===== Input data =====

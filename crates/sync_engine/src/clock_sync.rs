//! Two-way (PTP-style) clock offset estimation.
//!
//! Every keepalive exchange yields four timestamps: `t1`/`t4` on the
//! initiating (leader) clock, `t2`/`t3` on the peer (follower) clock. The
//! estimate is `peer - initiator`, so a follower converts a leader deadline
//! with `local = remote + offset`.
//!
//! Samples whose one-way delay is well above the recent minimum are treated
//! as congestion/retransmission artifacts and never reach the offset.

use std::collections::VecDeque;

use contracts::{ClockOffset, ClockSyncConfig, Confidence};

/// Samples at least this far apart (ms) feed the drift-rate estimate
const DRIFT_MIN_INTERVAL_MS: f64 = 100.0;
const DRIFT_ALPHA: f64 = 0.3;
/// Smoothing of the RTT mean/deviation used for the lead time
const RTT_GAIN: f64 = 0.125;
const RTT_DEV_GAIN: f64 = 0.25;

/// Timestamps of one completed exchange
#[derive(Debug, Clone, Copy, PartialEq, Eq)]
pub struct RoundTrip {
    /// Initiator send
    pub t1: u64,
    /// Peer receive
    pub t2: u64,
    /// Peer send
    pub t3: u64,
    /// Initiator receive
    pub t4: u64,
}

impl RoundTrip {
    pub fn new(t1: u64, t2: u64, t3: u64, t4: u64) -> Self {
        Self { t1, t2, t3, t4 }
    }

    /// `((t2 - t1) + (t3 - t4)) / 2`, truncated toward zero
    pub fn offset_us(&self) -> i64 {
        let forward = self.t2 as i64 - self.t1 as i64;
        let reverse = self.t3 as i64 - self.t4 as i64;
        (forward + reverse) / 2
    }

    /// Network round trip, peer processing excluded
    pub fn rtt_us(&self) -> i64 {
        (self.t4 as i64 - self.t1 as i64) - (self.t3 as i64 - self.t2 as i64)
    }

    pub fn delay_us(&self) -> i64 {
        self.rtt_us() / 2
    }
}

/// What happened to a recorded sample
#[derive(Debug, Clone, Copy, PartialEq, Eq)]
pub enum SampleVerdict {
    Accepted { offset_us: i64, delay_us: u64 },
    /// Delay too far above the window minimum
    Outlier { delay_us: u64, min_delay_us: u64 },
    /// Timestamps inconsistent (negative round trip or peer processing time)
    Invalid,
}

impl SampleVerdict {
    pub fn is_accepted(&self) -> bool {
        matches!(self, Self::Accepted { .. })
    }
}

/// Counters for diagnostics
#[derive(Debug, Clone, Copy, Default, PartialEq, Eq)]
pub struct EstimatorStats {
    pub observed: u32,
    pub accepted: u32,
    pub outliers: u32,
    pub invalid: u32,
}

/// Maintains the offset between the local clock and the peer clock
#[derive(Debug, Clone)]
pub struct ClockSyncEstimator {
    config: ClockSyncConfig,
    /// Delays of the last `window` valid samples, accepted or not
    delays: VecDeque<u64>,
    /// Offsets of the last `window` accepted samples
    offsets: VecDeque<i64>,
    /// RTTs of the last `confidence_window` accepted samples
    rtts: VecDeque<u64>,
    estimate_us: i64,
    established: bool,
    stats: EstimatorStats,
    smoothed_rtt_us: f64,
    rtt_dev_us: f64,
    last_sample: Option<(u64, i64)>,
    drift_us_per_ms: f64,
}

impl ClockSyncEstimator {
    pub fn new(config: ClockSyncConfig) -> Self {
        let window = config.window.max(1);
        let confidence_window = config.confidence_window.max(2);
        Self {
            delays: VecDeque::with_capacity(window),
            offsets: VecDeque::with_capacity(window),
            rtts: VecDeque::with_capacity(confidence_window),
            config,
            estimate_us: 0,
            established: false,
            stats: EstimatorStats::default(),
            smoothed_rtt_us: 0.0,
            rtt_dev_us: 0.0,
            last_sample: None,
            drift_us_per_ms: 0.0,
        }
    }

    /// Feed one completed exchange
    pub fn record_round_trip(&mut self, t1: u64, t2: u64, t3: u64, t4: u64) -> SampleVerdict {
        self.record(RoundTrip::new(t1, t2, t3, t4))
    }

    pub fn record(&mut self, sample: RoundTrip) -> SampleVerdict {
        if sample.t3 < sample.t2 || sample.rtt_us() < 0 {
            self.stats.invalid += 1;
            return SampleVerdict::Invalid;
        }

        let rtt = sample.rtt_us() as u64;
        let delay = rtt / 2;
        let window_min = self.delays.iter().copied().min();

        push_bounded(&mut self.delays, delay, self.config.window);
        self.stats.observed += 1;

        if let Some(min_delay) = window_min {
            let limit = (min_delay as f64 * self.config.outlier_multiple) as u64;
            if delay > self.config.outlier_floor_us && delay > limit {
                self.stats.outliers += 1;
                return SampleVerdict::Outlier {
                    delay_us: delay,
                    min_delay_us: min_delay,
                };
            }
        }

        let offset = sample.offset_us();
        self.accept(offset, rtt, sample.t1);
        SampleVerdict::Accepted {
            offset_us: offset,
            delay_us: delay,
        }
    }

    fn accept(&mut self, offset: i64, rtt: u64, at_us: u64) {
        self.stats.accepted += 1;
        push_bounded(&mut self.offsets, offset, self.config.window);
        push_bounded(&mut self.rtts, rtt, self.config.confidence_window);
        self.update_rtt_smoothing(rtt);

        if self.established {
            self.update_drift(offset, at_us);
            let delta = (offset - self.estimate_us) as f64 * self.config.ema_alpha;
            self.estimate_us += delta.round() as i64;
        } else {
            self.estimate_us = median(&self.offsets);
            self.established = self.stats.accepted >= self.config.min_samples;
        }
        self.last_sample = Some((at_us, offset));
    }

    fn update_rtt_smoothing(&mut self, rtt: u64) {
        let rtt = rtt as f64;
        if self.stats.accepted == 1 {
            self.smoothed_rtt_us = rtt;
            self.rtt_dev_us = rtt / 2.0;
        } else {
            self.rtt_dev_us += RTT_DEV_GAIN * ((rtt - self.smoothed_rtt_us).abs() - self.rtt_dev_us);
            self.smoothed_rtt_us += RTT_GAIN * (rtt - self.smoothed_rtt_us);
        }
    }

    fn update_drift(&mut self, offset: i64, at_us: u64) {
        let Some((last_at, last_offset)) = self.last_sample else {
            return;
        };
        let elapsed_ms = at_us.saturating_sub(last_at) as f64 / 1_000.0;
        if elapsed_ms >= DRIFT_MIN_INTERVAL_MS {
            let rate = (offset - last_offset) as f64 / elapsed_ms;
            self.drift_us_per_ms = DRIFT_ALPHA * rate + (1.0 - DRIFT_ALPHA) * self.drift_us_per_ms;
        }
    }

    /// Current estimate; zero with `Low` confidence until enough samples exist
    pub fn current_offset(&self) -> ClockOffset {
        if self.stats.observed < self.config.min_samples || self.stats.accepted == 0 {
            return ClockOffset {
                value_us: 0,
                confidence: Confidence::Low,
                sample_count: self.stats.accepted,
            };
        }

        ClockOffset {
            value_us: self.estimate_us,
            confidence: self.confidence(),
            sample_count: self.stats.accepted,
        }
    }

    fn confidence(&self) -> Confidence {
        if self.rtts.len() < 2 {
            return Confidence::Low;
        }
        Confidence::from_spread(
            self.rtt_spread_us(),
            self.config.high_spread_us,
            self.config.medium_spread_us,
        )
    }

    /// `max - min` of the accepted RTT window
    pub fn rtt_spread_us(&self) -> u64 {
        let max = self.rtts.iter().copied().max().unwrap_or(0);
        let min = self.rtts.iter().copied().min().unwrap_or(0);
        max - min
    }

    /// Convert a peer timestamp into the local clock
    pub fn to_local_time(&self, remote_us: u64) -> u64 {
        self.current_offset().apply(remote_us)
    }

    /// Offset extrapolated with the drift rate to `at_us` (initiator clock)
    pub fn projected_offset(&self, at_us: u64) -> i64 {
        let offset = self.current_offset().value_us;
        match self.last_sample {
            Some((last_at, _)) if self.established => {
                let elapsed_ms = at_us.saturating_sub(last_at) as f64 / 1_000.0;
                offset + (self.drift_us_per_ms * elapsed_ms).round() as i64
            }
            _ => offset,
        }
    }

    pub fn drift_rate_us_per_ms(&self) -> f64 {
        self.drift_us_per_ms
    }

    /// Lead between commit and execution of a macrocycle
    ///
    /// `smoothed RTT + 3 * deviation`, clamped to the configured bounds.
    pub fn adaptive_lead_time_us(&self) -> u64 {
        if self.stats.accepted < self.config.min_samples {
            return self.config.default_lead_time_us;
        }
        let lead = (self.smoothed_rtt_us + 3.0 * self.rtt_dev_us).round() as u64;
        lead.clamp(self.config.min_lead_time_us, self.config.max_lead_time_us)
    }

    pub fn is_established(&self) -> bool {
        self.established
    }

    pub fn stats(&self) -> EstimatorStats {
        self.stats
    }
}

fn push_bounded<T>(window: &mut VecDeque<T>, value: T, cap: usize) {
    if window.len() >= cap.max(1) {
        window.pop_front();
    }
    window.push_back(value);
}

fn median(values: &VecDeque<i64>) -> i64 {
    let mut sorted: Vec<i64> = values.iter().copied().collect();
    sorted.sort_unstable();
    let mid = sorted.len() / 2;
    match sorted.len() {
        0 => 0,
        n if n % 2 == 0 => (sorted[mid - 1] + sorted[mid]) / 2,
        _ => sorted[mid],
    }
}

#[cfg(test)]
mod tests {
    use super::*;

    fn estimator() -> ClockSyncEstimator {
        ClockSyncEstimator::new(ClockSyncConfig::default())
    }

    /// Exchange with symmetric one-way `delay_us` against a peer `offset_us` ahead
    fn exchange(t1: u64, delay_us: u64, offset_us: u64) -> RoundTrip {
        let t2 = t1 + delay_us + offset_us;
        let t3 = t2 + 50;
        let t4 = t3 - offset_us + delay_us;
        RoundTrip::new(t1, t2, t3, t4)
    }

    #[test]
    fn test_four_timestamp_formula() {
        let rt = RoundTrip::new(1_000, 1_000, 1_010, 1_025);
        assert_eq!(rt.rtt_us(), 15);
        assert_eq!(rt.offset_us(), -7);
        assert_eq!(rt.delay_us(), 7);
    }

    #[test]
    fn test_no_samples_fails_open() {
        let est = estimator();
        let offset = est.current_offset();
        assert_eq!(offset.value_us, 0);
        assert_eq!(offset.confidence, Confidence::Low);
        assert_eq!(est.to_local_time(5_000), 5_000);
    }

    #[test]
    fn test_single_sample_is_not_trusted() {
        let mut est = estimator();
        est.record(exchange(0, 5_000, 200_000));
        assert_eq!(est.current_offset().value_us, 0);
        assert_eq!(est.current_offset().confidence, Confidence::Low);
    }

    #[test]
    fn test_symmetric_delay_cancels() {
        let mut est = estimator();
        est.record(exchange(0, 5_000, 200_000));
        est.record(exchange(1_000_000, 6_000, 200_000));

        let offset = est.current_offset();
        assert_eq!(offset.value_us, 200_000);
        assert_eq!(offset.sample_count, 2);
        assert_eq!(est.to_local_time(1_000), 201_000);
    }

    #[test]
    fn test_delay_outlier_rejected() {
        let mut est = estimator();
        let good = exchange(0, 15_000, 50_000);
        // 40ms one-way delay with a skewed offset reading
        let bad = RoundTrip::new(1_000_000, 1_100_000, 1_100_100, 1_080_100);
        assert_eq!(bad.delay_us(), 40_000);

        assert!(est.record(good).is_accepted());
        let verdict = est.record(bad);

        assert_eq!(
            verdict,
            SampleVerdict::Outlier {
                delay_us: 40_000,
                min_delay_us: 15_000
            }
        );
        assert_eq!(est.current_offset().value_us, good.offset_us());
        assert_eq!(est.current_offset().sample_count, 1);
    }

    #[test]
    fn test_outlier_never_lowers_confidence() {
        let mut est = estimator();
        for i in 0..5 {
            est.record(exchange(i * 1_000_000, 4_000 + i * 100, 10_000));
        }
        let before = est.current_offset();
        assert_eq!(before.confidence, Confidence::High);

        let verdict = est.record(exchange(9_000_000, 60_000, 10_000));
        assert!(!verdict.is_accepted());
        assert_eq!(est.current_offset(), before);
    }

    #[test]
    fn test_window_recovers_after_sustained_degradation() {
        let mut est = estimator();
        est.record(exchange(0, 2_000, 0));
        let mut accepted_later = false;
        for i in 1..=12 {
            if est.record(exchange(i * 1_000_000, 10_000, 0)).is_accepted() {
                accepted_later = true;
            }
        }
        assert!(accepted_later);
    }

    #[test]
    fn test_confidence_from_rtt_spread() {
        let mut est = estimator();
        est.record(exchange(0, 5_000, 0));
        est.record(exchange(1_000_000, 9_000, 0));
        // spread 8ms
        assert_eq!(est.current_offset().confidence, Confidence::High);

        est.record(exchange(2_000_000, 10_000, 0));
        // spread 10ms
        assert_eq!(est.current_offset().confidence, Confidence::Medium);
    }

    #[test]
    fn test_invalid_timestamps_ignored() {
        let mut est = estimator();
        assert_eq!(
            est.record_round_trip(1_000, 2_000, 1_500, 3_000),
            SampleVerdict::Invalid
        );
        assert_eq!(est.stats().invalid, 1);
        assert_eq!(est.stats().observed, 0);
    }

    #[test]
    fn test_ema_after_establishment() {
        let mut est = estimator();
        est.record(exchange(0, 5_000, 1_000));
        est.record(exchange(1_000_000, 5_000, 1_000));
        assert!(est.is_established());

        est.record(exchange(2_000_000, 5_000, 2_000));
        // 1000 + 0.1 * (2000 - 1000)
        assert_eq!(est.current_offset().value_us, 1_100);
        assert!(est.drift_rate_us_per_ms() > 0.0);
        assert!(est.projected_offset(3_000_000) > 1_100);
    }

    #[test]
    fn test_adaptive_lead_time_clamped() {
        let mut est = estimator();
        assert_eq!(est.adaptive_lead_time_us(), 50_000);

        est.record(exchange(0, 1_000, 0));
        est.record(exchange(1_000_000, 1_000, 0));
        assert_eq!(est.adaptive_lead_time_us(), 15_000);
    }
}
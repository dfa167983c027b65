//! Latency snapshot shared between the engine and reporting

use serde::{Deserialize, Serialize};

use crate::{ClockOffset, Confidence};

/// Scheduled-vs-actual execution drift statistics
///
/// Drift is `actual - scheduled` in microseconds; positive means late.
#[derive(Debug, Clone, Copy, Default, PartialEq, Serialize, Deserialize)]
pub struct DriftStats {
    pub count: u64,
    pub mean_us: f64,
    pub min_us: i64,
    pub max_us: i64,
    /// `max - min`
    pub jitter_us: u64,
    pub late_count: u64,
    pub early_count: u64,
    pub late_fraction: f64,
}

/// Round-trip-time statistics from keepalive exchanges
#[derive(Debug, Clone, Copy, Default, PartialEq, Serialize, Deserialize)]
pub struct RttStats {
    pub count: u64,
    pub mean_us: f64,
    pub min_us: u64,
    pub max_us: u64,
    /// `max - min`, the basis of the confidence class
    pub spread_us: u64,
}

/// Point-in-time view of latency instrumentation
#[derive(Debug, Clone, Copy, Default, PartialEq, Serialize, Deserialize)]
pub struct LatencySnapshot {
    pub enabled: bool,
    pub drift: DriftStats,
    pub rtt: RttStats,
    pub offset: ClockOffset,
}

impl LatencySnapshot {
    pub fn confidence(&self) -> Confidence {
        self.offset.confidence
    }
}
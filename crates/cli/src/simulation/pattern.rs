//! Built-in pattern source for simulated sessions.

use contracts::{Burst, PatternSource, MAX_AMPLITUDE};

/// Carrier frequency of simulated bursts
const SWEEP_FREQUENCY_HZ: u16 = 250;

/// Amplitude steps cycled through, one per macrocycle
const AMPLITUDE_STEPS: [u8; 4] = [40, 60, 80, MAX_AMPLITUDE];

/// One burst per finger, staggered evenly across the cycle
///
/// The finger order rotates every cycle so consecutive macrocycles never
/// look identical on the wire.
#[derive(Debug, Clone)]
pub struct SweepPattern {
    fingers: u8,
    duration_ms: u16,
    stagger_ms: u32,
    cycle: u32,
}

impl SweepPattern {
    pub fn new(fingers: u8, duration_ms: u16, cycle_period_ms: u64) -> Self {
        let slots = u64::from(fingers.max(1));
        let stagger_ms = u32::try_from(cycle_period_ms / slots).unwrap_or(u32::MAX);
        Self {
            fingers,
            // a burst never outlives its slot
            duration_ms: duration_ms.min(u16::try_from(stagger_ms).unwrap_or(u16::MAX)),
            stagger_ms,
            cycle: 0,
        }
    }
}

impl PatternSource for SweepPattern {
    fn next_cycle(&mut self) -> Vec<Burst> {
        let amplitude = AMPLITUDE_STEPS[self.cycle as usize % AMPLITUDE_STEPS.len()];
        let rotation = if self.fingers == 0 {
            0
        } else {
            (self.cycle % u32::from(self.fingers)) as u8
        };
        self.cycle = self.cycle.wrapping_add(1);

        (0..self.fingers)
            .map(|slot| Burst {
                finger: (slot + rotation) % self.fingers,
                amplitude,
                frequency_hz: SWEEP_FREQUENCY_HZ,
                duration_ms: self.duration_ms,
                delta_ms: u32::from(slot) * self.stagger_ms,
            })
            .collect()
    }
}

=====

#### What is being asked
Which of the lines above mention the word "rotation"? Pull those lines out.

#### Problem solution
        let rotation = if self.fingers == 0 {
                finger: (slot + rotation) % self.fingers,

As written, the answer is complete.